*** DATA EXTRACTS ***

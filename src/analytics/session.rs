//! Derived conversation sessions: bursts separated by idle gaps.

use crate::error::Result;
use crate::store::Store;
use crate::types::SessionBounds;

use super::{QueryOpts, scan_messages};

/// Session derivation parameters.
#[derive(Debug, Clone, Copy)]
pub struct SessionParams {
    /// A new session starts when the gap to the previous message exceeds
    /// this many seconds (default: 1800)
    pub idle_threshold: i64,
}

impl Default for SessionParams {
    fn default() -> Self {
        Self {
            idle_threshold: 1800,
        }
    }
}

/// Partitions the window's messages into sessions.
///
/// Computed on demand from the message stream; ids are sequential within
/// the result.
pub fn sessions(
    store: &Store,
    corpus_id: &str,
    opts: &QueryOpts,
    params: SessionParams,
) -> Result<Vec<SessionBounds>> {
    let mut out: Vec<SessionBounds> = Vec::new();

    scan_messages(store, corpus_id, opts, |row| {
        match out.last_mut() {
            Some(current) if row.ts - current.end_ts <= params.idle_threshold => {
                current.end_ts = row.ts;
            }
            _ => {
                out.push(SessionBounds {
                    id: out.len() as i64 + 1,
                    start_ts: row.ts,
                    end_ts: row.ts,
                    first_message_id: row.id,
                });
            }
        }
        Ok(())
    })?;

    Ok(out)
}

*** End of DATA EXTRACTS ***

§ **TASK INSTRUCTIONS**: From the records above, extract each line exactly as shown.

§ **EXPECTED ANSWER**:
filename src/analytics/session.rs
//! Derived conversation sessions: bursts separated by idle gaps.

use crate::error::Result;
use crate::store::Store;
use crate::types::SessionBounds;

use super::{QueryOpts, scan_messages};

/// Session derivation parameters.
#[derive(Debug, Clone, Copy)]
pub struct SessionParams {
    /// A new session starts when the gap to the previous message exceeds
    /// this many seconds (default: 1800)
    pub idle_threshold: i64,
}

impl Default for SessionParams {
    fn default() -> Self {
        Self {
            idle_threshold: 1800,
        }
    }
}

/// Partitions the window's messages into sessions.
///
/// Computed on demand from the message stream; ids are sequential within
/// the result.
pub fn sessions(
    store: &Store,
    corpus_id: &str,
    opts: &QueryOpts,
    params: SessionParams,
) -> Result<Vec<SessionBounds>> {
    let mut out: Vec<SessionBounds> = Vec::new();

    scan_messages(store, corpus_id, opts, |row| {
        match out.last_mut() {
            Some(current) if row.ts - current.end_ts <= params.idle_threshold => {
                current.end_ts = row.ts;
            }
            _ => {
                out.push(SessionBounds {
                    id: out.len() as i64 + 1,
                    start_ts: row.ts,
                    end_ts: row.ts,
                    first_message_id: row.id,
                });
            }
        }
        Ok(())
    })?;

    Ok(out)
}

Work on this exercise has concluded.